[Records excerpted from a collection]

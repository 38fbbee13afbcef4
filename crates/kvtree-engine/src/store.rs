//! Single-node primitives.
//!
//! A node at path `P` is stored as:
//!
//! | Key | Payload |
//! |-----|---------|
//! | `prefix-hash(P)-value` | canonical JSON of the value |
//! | `prefix-hash(P)-children` | JSON array of child segments |
//! | `prefix-hash(P)-parent` | JSON array of the parent's segments (non-root) |
//!
//! Only the value record decides existence. The parent record is written for
//! external inspection and never read here.

use std::sync::Arc;

use kvtree_store::{with_retry, KeyDeriver, KvStore, RecordKind, RetryPolicy};
use serde::de::DeserializeOwned;
use serde_json::Value;
use tracing::{debug, info};

use crate::error::{TreeError, TreeResult};
use crate::node::{canonical_json, display_path, NodeSnapshot};

/// CRUD on individual nodes over a flat [`KvStore`].
///
/// Every store call is wrapped in [`with_retry`]. Multi-record writes are
/// ordered but not atomic: a failure between them leaves the records already
/// written in place.
pub struct NodeStore {
    kv: Arc<dyn KvStore>,
    keys: KeyDeriver,
    retry: RetryPolicy,
}

impl NodeStore {
    pub fn new(kv: Arc<dyn KvStore>, keys: KeyDeriver, retry: RetryPolicy) -> Self {
        Self { kv, keys, retry }
    }

    pub fn keys(&self) -> &KeyDeriver {
        &self.keys
    }

    pub fn retry_policy(&self) -> &RetryPolicy {
        &self.retry
    }

    /// Whether the node's value record can be read.
    ///
    /// Any read failure, including an exhausted retry, reports `false`.
    pub async fn node_exists(&self, path: &[String]) -> bool {
        let key = self.keys.key(path, RecordKind::Value);
        matches!(self.read(&key).await, Ok(Some(_)))
    }

    /// Create the root if it does not exist yet. Returns `true` if it was
    /// created by this call.
    pub async fn initialize_root(&self) -> TreeResult<bool> {
        if self.node_exists(&[]).await {
            return Ok(false);
        }
        self.write_root(&Value::Null).await?;
        info!(prefix = self.keys.prefix(), "initialized tree root");
        Ok(true)
    }

    /// Create a node.
    ///
    /// The root can only be created while absent. Any other node needs an
    /// existing parent; its records are written in the order value, parent,
    /// children, and finally the parent's child list gains the new segment.
    /// Creating over an existing non-root node replaces its value and resets
    /// its child list.
    pub async fn create_node(&self, path: &[String], value: &Value) -> TreeResult<()> {
        let Some((key, parent)) = path.split_last() else {
            if self.node_exists(&[]).await {
                return Err(TreeError::already_exists(path));
            }
            return self.write_root(value).await;
        };

        if !self.node_exists(parent).await {
            return Err(TreeError::parent_missing(path));
        }

        self.write(&self.keys.key(path, RecordKind::Value), &canonical_json(value))
            .await?;
        self.write(&self.keys.key(path, RecordKind::Parent), &encode_list(parent))
            .await?;
        self.write(&self.keys.key(path, RecordKind::Children), "[]")
            .await?;
        self.add_child_to_parent(parent, key).await?;

        debug!(path = %display_path(path), "created node");
        Ok(())
    }

    pub async fn get_value(&self, path: &[String]) -> TreeResult<Value> {
        let key = self.keys.key(path, RecordKind::Value);
        match self.read(&key).await? {
            Some(text) => decode(&key, &text),
            None => Err(TreeError::not_found(path)),
        }
    }

    /// Overwrite an existing node's value.
    pub async fn set_value(&self, path: &[String], value: &Value) -> TreeResult<()> {
        if !self.node_exists(path).await {
            return Err(TreeError::not_found(path));
        }
        self.write(&self.keys.key(path, RecordKind::Value), &canonical_json(value))
            .await?;
        debug!(path = %display_path(path), "updated node value");
        Ok(())
    }

    pub async fn get_children(&self, path: &[String]) -> TreeResult<Vec<String>> {
        let key = self.keys.key(path, RecordKind::Children);
        match self.read(&key).await? {
            Some(text) => decode(&key, &text),
            None => Err(TreeError::not_found(path)),
        }
    }

    /// Value and children of a node.
    pub async fn get_node(&self, path: &[String]) -> TreeResult<NodeSnapshot> {
        let value = self.get_value(path).await?;
        let children = self.get_children(path).await?;
        Ok(NodeSnapshot {
            path: path.to_vec(),
            value,
            children,
        })
    }

    /// Append `child` to the parent's child list unless already present.
    ///
    /// Read-modify-write without compare-and-swap: two concurrent callers on
    /// the same parent can lose one update.
    pub async fn add_child_to_parent(&self, parent: &[String], child: &str) -> TreeResult<()> {
        let mut children = self.get_children(parent).await?;
        if children.iter().any(|existing| existing == child) {
            return Ok(());
        }
        children.push(child.to_string());
        self.write(
            &self.keys.key(parent, RecordKind::Children),
            &encode_list(&children),
        )
        .await
    }

    /// Remove `child` from the parent's child list if present. Same race as
    /// [`add_child_to_parent`](Self::add_child_to_parent).
    pub async fn remove_child_from_parent(&self, parent: &[String], child: &str) -> TreeResult<()> {
        let mut children = self.get_children(parent).await?;
        let before = children.len();
        children.retain(|existing| existing != child);
        if children.len() == before {
            return Ok(());
        }
        self.write(
            &self.keys.key(parent, RecordKind::Children),
            &encode_list(&children),
        )
        .await
    }

    /// Child list of a node, treating a missing record as empty.
    pub(crate) async fn children_or_empty(&self, path: &[String]) -> TreeResult<Vec<String>> {
        match self.get_children(path).await {
            Err(TreeError::NotFound { .. }) => Ok(Vec::new()),
            other => other,
        }
    }

    /// Delete all of a node's records. Does not touch the parent's list.
    pub(crate) async fn delete_records(&self, path: &[String]) -> TreeResult<()> {
        for kind in RecordKind::ALL {
            self.remove(&self.keys.key(path, kind)).await?;
        }
        debug!(path = %display_path(path), "deleted node records");
        Ok(())
    }

    async fn write_root(&self, value: &Value) -> TreeResult<()> {
        let root: [String; 0] = [];
        self.write(&self.keys.key(&root, RecordKind::Value), &canonical_json(value))
            .await?;
        self.write(&self.keys.key(&root, RecordKind::Children), "[]")
            .await
    }

    async fn read(&self, key: &str) -> TreeResult<Option<String>> {
        let context = format!("get {key}");
        Ok(with_retry(&context, &self.retry, || async { self.kv.get(key).await }).await?)
    }

    async fn write(&self, key: &str, value: &str) -> TreeResult<()> {
        let context = format!("put {key}");
        Ok(with_retry(&context, &self.retry, || async { self.kv.put(key, value).await }).await?)
    }

    async fn remove(&self, key: &str) -> TreeResult<()> {
        let context = format!("delete {key}");
        Ok(with_retry(&context, &self.retry, || async { self.kv.delete(key).await }).await?)
    }
}

impl std::fmt::Debug for NodeStore {
    fn fmt(&self, f: &mut std::fmt::Formatter<'_>) -> std::fmt::Result {
        f.debug_struct("NodeStore")
            .field("prefix", &self.keys.prefix())
            .field("retry", &self.retry)
            .finish()
    }
}

fn encode_list(items: &[String]) -> String {
    canonical_json(&Value::from(items.to_vec()))
}

fn decode<T: DeserializeOwned>(key: &str, text: &str) -> TreeResult<T> {
    serde_json::from_str(text).map_err(|e| TreeError::CorruptRecord {
        key: key.to_string(),
        reason: e.to_string(),
    })
}

#[cfg(test)]
mod tests {
    use super::*;
    use crate::test_support::{faulty_tree, memory_tree, p};
    use kvtree_store::{Fault, KvOp};
    use serde_json::json;

    #[tokio::test]
    async fn initialize_root_is_idempotent() {
        let (_, tree) = memory_tree();
        let nodes = tree.nodes();
        assert!(!nodes.node_exists(&[]).await);
        assert!(nodes.initialize_root().await.unwrap());
        assert!(!nodes.initialize_root().await.unwrap());
        assert_eq!(nodes.get_value(&[]).await.unwrap(), Value::Null);
        assert!(nodes.get_children(&[]).await.unwrap().is_empty());
    }

    #[tokio::test]
    async fn root_has_no_parent_record() {
        let (kv, tree) = memory_tree();
        tree.nodes().initialize_root().await.unwrap();
        assert_eq!(kv.len(), 2);
        let root: [String; 0] = [];
        let parent_key = tree.nodes().keys().key(&root, RecordKind::Parent);
        assert!(!kv.keys().contains(&parent_key));
    }

    #[tokio::test]
    async fn create_writes_three_records_and_links_parent() {
        let (kv, tree) = memory_tree();
        let nodes = tree.nodes();
        nodes.initialize_root().await.unwrap();
        nodes.create_node(&p(&["a"]), &json!("v")).await.unwrap();

        assert!(nodes.node_exists(&p(&["a"])).await);
        assert_eq!(nodes.get_value(&p(&["a"])).await.unwrap(), json!("v"));
        assert_eq!(nodes.get_children(&[]).await.unwrap(), vec!["a"]);
        assert!(nodes.get_children(&p(&["a"])).await.unwrap().is_empty());
        assert_eq!(kv.len(), 5);

        let parent_key = nodes.keys().key(&p(&["a"]), RecordKind::Parent);
        assert_eq!(kv.get(&parent_key).await.unwrap().as_deref(), Some("[]"));
    }

    #[tokio::test]
    async fn create_root_twice_fails() {
        let (_, tree) = memory_tree();
        let nodes = tree.nodes();
        nodes.create_node(&[], &json!({"root": true})).await.unwrap();
        let err = nodes.create_node(&[], &json!(1)).await.unwrap_err();
        assert!(matches!(err, TreeError::AlreadyExists { .. }));
        assert_eq!(nodes.get_value(&[]).await.unwrap(), json!({"root": true}));
    }

    #[tokio::test]
    async fn create_without_parent_fails() {
        let (_, tree) = memory_tree();
        let nodes = tree.nodes();
        nodes.initialize_root().await.unwrap();
        let err = nodes.create_node(&p(&["a", "b"]), &json!(1)).await.unwrap_err();
        assert!(matches!(err, TreeError::ParentMissing { .. }));
        assert!(!nodes.node_exists(&p(&["a", "b"])).await);
    }

    #[tokio::test]
    async fn child_list_is_deduplicated() {
        let (_, tree) = memory_tree();
        let nodes = tree.nodes();
        nodes.initialize_root().await.unwrap();
        nodes.create_node(&p(&["a"]), &json!(1)).await.unwrap();
        nodes.create_node(&p(&["a"]), &json!(2)).await.unwrap();
        nodes.add_child_to_parent(&[], "a").await.unwrap();

        assert_eq!(nodes.get_children(&[]).await.unwrap(), vec!["a"]);
        assert_eq!(nodes.get_value(&p(&["a"])).await.unwrap(), json!(2));
    }

    #[tokio::test]
    async fn remove_child_from_parent_keeps_others() {
        let (_, tree) = memory_tree();
        let nodes = tree.nodes();
        nodes.initialize_root().await.unwrap();
        for key in ["a", "b", "c"] {
            nodes.create_node(&p(&[key]), &Value::Null).await.unwrap();
        }
        nodes.remove_child_from_parent(&[], "b").await.unwrap();
        nodes.remove_child_from_parent(&[], "missing").await.unwrap();
        assert_eq!(nodes.get_children(&[]).await.unwrap(), vec!["a", "c"]);
    }

    #[tokio::test]
    async fn get_and_set_missing_node() {
        let (_, tree) = memory_tree();
        let nodes = tree.nodes();
        nodes.initialize_root().await.unwrap();
        assert!(nodes.get_value(&p(&["x"])).await.unwrap_err().is_not_found());
        assert!(nodes.get_children(&p(&["x"])).await.unwrap_err().is_not_found());
        assert!(nodes.set_value(&p(&["x"]), &json!(1)).await.unwrap_err().is_not_found());
        assert!(!nodes.node_exists(&p(&["x"])).await);
    }

    #[tokio::test]
    async fn set_value_overwrites() {
        let (_, tree) = memory_tree();
        let nodes = tree.nodes();
        nodes.initialize_root().await.unwrap();
        nodes.create_node(&p(&["a"]), &json!({"v": 1})).await.unwrap();
        nodes.set_value(&p(&["a"]), &json!([1, 2, 3])).await.unwrap();
        assert_eq!(nodes.get_value(&p(&["a"])).await.unwrap(), json!([1, 2, 3]));
    }

    #[tokio::test]
    async fn corrupt_value_record_is_reported() {
        let (kv, tree) = memory_tree();
        let nodes = tree.nodes();
        nodes.initialize_root().await.unwrap();
        nodes.create_node(&p(&["a"]), &json!(1)).await.unwrap();
        let key = nodes.keys().key(&p(&["a"]), RecordKind::Value);
        kv.put(&key, "{oops").await.unwrap();

        let err = nodes.get_value(&p(&["a"])).await.unwrap_err();
        assert!(matches!(err, TreeError::CorruptRecord { .. }));
        // Existence only looks at presence.
        assert!(nodes.node_exists(&p(&["a"])).await);
    }

    #[tokio::test]
    async fn node_exists_swallows_errors() {
        let (kv, tree) = faulty_tree();
        let nodes = tree.nodes();
        nodes.initialize_root().await.unwrap();

        kv.fail_next(KvOp::Get, Fault::Backend("denied".into()), 1);
        assert!(!nodes.node_exists(&[]).await);
        assert!(nodes.node_exists(&[]).await);
    }

    #[tokio::test]
    async fn transient_failures_are_retried() {
        let (kv, tree) = faulty_tree();
        let nodes = tree.nodes();
        nodes.initialize_root().await.unwrap();
        kv.reset_calls();

        kv.fail_next(KvOp::Put, Fault::RateLimited, 2);
        nodes.set_value(&[], &json!("after retry")).await.unwrap();
        assert_eq!(kv.calls(KvOp::Put), 3);
        assert_eq!(nodes.get_value(&[]).await.unwrap(), json!("after retry"));
    }

    #[tokio::test]
    async fn exhausted_retries_surface() {
        let (kv, tree) = faulty_tree();
        let nodes = tree.nodes();
        nodes.initialize_root().await.unwrap();
        kv.reset_calls();

        let root: [String; 0] = [];
        let key = nodes.keys().key(&root, RecordKind::Value);
        kv.fail_key(KvOp::Get, key, Fault::Status(503));
        let err = nodes.get_value(&[]).await.unwrap_err();
        assert!(matches!(err, TreeError::RetryExhausted { attempts: 5, .. }));
        assert_eq!(kv.calls(KvOp::Get), 5);
    }

    #[tokio::test]
    async fn fatal_store_errors_pass_through() {
        let (kv, tree) = faulty_tree();
        let nodes = tree.nodes();
        nodes.initialize_root().await.unwrap();
        kv.reset_calls();

        kv.fail_next(KvOp::Put, Fault::Status(400), 1);
        let err = nodes.set_value(&[], &json!(1)).await.unwrap_err();
        assert!(matches!(err, TreeError::Store(_)));
        assert_eq!(kv.calls(KvOp::Put), 1);
    }

    #[tokio::test]
    async fn partial_create_leaves_value_without_link() {
        let (kv, tree) = faulty_tree();
        let nodes = tree.nodes();
        nodes.initialize_root().await.unwrap();

        let root: [String; 0] = [];
        let root_children = nodes.keys().key(&root, RecordKind::Children);
        kv.fail_key(KvOp::Put, root_children, Fault::Backend("denied".into()));

        let err = nodes.create_node(&p(&["a"]), &json!(1)).await.unwrap_err();
        assert!(matches!(err, TreeError::Store(_)));
        assert!(nodes.node_exists(&p(&["a"])).await);
        assert!(nodes.get_children(&[]).await.unwrap().is_empty());
    }
}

Exercise description ::
Search the data above for the word "segments" and say how many lines contain it, giving only that number.

Output for this exercise ::
2